Poderia destacar aqui várias passagens interessantes que escutei dos diversos bate-papos que tivemos, mas vou destacar duas histórias.

Lembro-me, certa vez, de Tatiana contar sobre os tempos pioneiros da TV Tupi, dos programas que escrevia, traduzia ou adaptava, como o Sítio do Pica-pau Amarelo, ela disse às gargalhadas:“Naquela época, não havia programas para crianças na TV, o que existia eram programas de auditório com público infantil. Sabe quem era a “Xuxa” daquele tempo? A Virgínia Lane, estrela do teatro de rebolado, animava e apresentava um programa na Tupi. Ela fazia o trabalho dela muito bem, sabia como lidar com o público do auditório, a criançada gritava e pulava. Usava um maiô, com orelhas de coelhinho e rabinho, e mostrava suas bonitas pernas. Nada muito sexy. Nunca ninguém reclamou, depois, quando apareceu a Xuxa, houve polêmicas porque ela usava roupa curta e coisa e tal, e a Virgínia Lane já

fazia isso muito antes. Mas o nosso trabalho na televisão foi completamente diferente, o nosso era teatro infantil”.
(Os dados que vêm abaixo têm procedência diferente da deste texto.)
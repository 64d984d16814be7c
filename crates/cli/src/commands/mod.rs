// SPDX-License-Identifier: MIT
// Copyright (c) 2026 Alfred Jean LLC

pub mod enqueue;
pub mod maintain;
pub mod replay;
pub mod status;
pub mod watch;

use std::path::{Path, PathBuf};
use std::sync::Arc;

use offsync_core::Error as CoreError;

use crate::config::{config_path, resolve_state_dir, Config};
use crate::context::SyncContext;
use crate::error::{Error, Result};
use crate::executor::{ExecuteFuture, ExecuteRequest, Executor, HttpExecutor};
use crate::queue::RequestQueue;
use crate::store::FileStore;

/// Subdirectory of the state dir holding the durable store.
const STORE_DIR: &str = "store";

/// Resolved state directory and configuration for one invocation.
#[derive(Debug, Clone)]
pub struct Session {
    pub state_dir: PathBuf,
    pub config_path: PathBuf,
    pub config: Config,
}

impl Session {
    pub fn open(state_dir: Option<&Path>, config: Option<&Path>) -> Result<Self> {
        let state_dir = resolve_state_dir(state_dir)?;
        let config_path = config_path(config, &state_dir);
        let config = Config::load(&config_path)?;
        tracing::debug!(
            state_dir = %state_dir.display(),
            config = %config_path.display(),
            "session opened"
        );
        Ok(Session { state_dir, config_path, config })
    }

    pub fn store(&self) -> Result<FileStore> {
        Ok(FileStore::open(&self.state_dir.join(STORE_DIR))?)
    }

    /// Context for commands that never reach the server.
    pub fn offline_context(&self) -> Result<SyncContext> {
        Ok(SyncContext::new(Arc::new(self.store()?), Arc::new(Unreachable)))
    }

    /// Context that delivers requests to `[http] base_url`.
    pub fn http_context(&self) -> Result<SyncContext> {
        let http = &self.config.http;
        let base_url = http
            .base_url
            .as_deref()
            .ok_or_else(|| Error::NoBaseUrl(self.config_path.display().to_string()))?;
        let executor = HttpExecutor::new(base_url, http.timeout(), http.token.clone())?;
        Ok(SyncContext::new(Arc::new(self.store()?), Arc::new(executor)))
    }

    pub async fn open_queue(&self, ctx: SyncContext) -> Result<RequestQueue> {
        Ok(RequestQueue::open(self.config.queue.to_queue_config(), ctx).await?)
    }
}

/// Executor for offline commands. The queue stays offline, so it is never called.
struct Unreachable;

impl Executor for Unreachable {
    fn execute(&self, request: ExecuteRequest) -> ExecuteFuture<'_> {
        Box::pin(async move {
            Err(CoreError::TransientNetwork(format!(
                "offline: {} {} not sent",
                request.method, request.target
            )))
        })
    }
}

#[cfg(test)]
#[path = "mod_tests.rs"]
mod tests;
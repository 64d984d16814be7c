// SPDX-License-Identifier: MIT
// Copyright (c) 2026 Alfred Jean LLC

#![deny(unsafe_code)]
#![deny(clippy::unwrap_used)]
#![deny(clippy::expect_used)]

use clap::Parser;
use offsync::Cli;

fn main() {
    let cli = Cli::parse();
    offsync::setup_logging();
    if let Err(e) = offsync::run(cli) {
        eprintln!("error: {}", e);
        std::process::exit(1);
    }
}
Numa outra visita, em 2009, eu cheguei à sua casa e Tatiana estava terminando de escrever uma narrativa intitulada História Molhada, inspirada em A Pequena Sereia, de Andersen. Pediu para esperar uns minutinhos. Fiquei ali sentada num banquinho observando-a e totalmente encantada. Que sensacional! Rapidamente, ela terminou. Comentou que se recordou que o seu pai narrava essa história quando ela tinha 4 aninhos, de uma maneira toda especial, por isso, resolveu criar uma historinha com as personagens Lenita e seu papai. Quando o livro foi publicado, ela guardou um exemplar e me presenteou. “É daquela história que estava concluindo o dia que você veio me visitar, lembra?” Fiquei emocionada, nem preciso dizer que guardo esse livro como um amuleto. Sempre antes de ir embora, Tatiana mandava servir um cafezinho e me dava deliciosos bombons!“Para você comer no caminho”. Pegava a agenda e começava a folhear e perguntava: “Quando você pretende voltar?”, às vezes ficava sem graça de responder, ela então agendava para o outro mês, no final da tarde e sempre durante a semana. E na data marcada, lá ia eu toda Feliz (com “F” maiúsculo, mas eu precisava era dar “nó em pingo d’água” para sair do trabalho mais cedo. Minha sorte é que trabalhava nas Perdizes, bairro vizinho ao Pacaembu, pegava um táxi e em menos de 10 minutos estava na casa da escritora). Tatiana partiu em 2014, aos 93 anos. Foi então que me dei conta da boa influência que ela teve em minha vida. Seus conselhos, transmissão de sabedores, acolhida e ternura que ficarão para sempre gravados no meu coração. Só posso ter gratidão. Por isso, sempre falarei da Tatiana, dos seus livros e da minha pequena vivência ao seu lado nessas visitas à Rua Itajaçu. Tatiana Belinky é uma referência na minha carreira literária, uma estrela que iluminou minha vida e ampliou meus horizontes.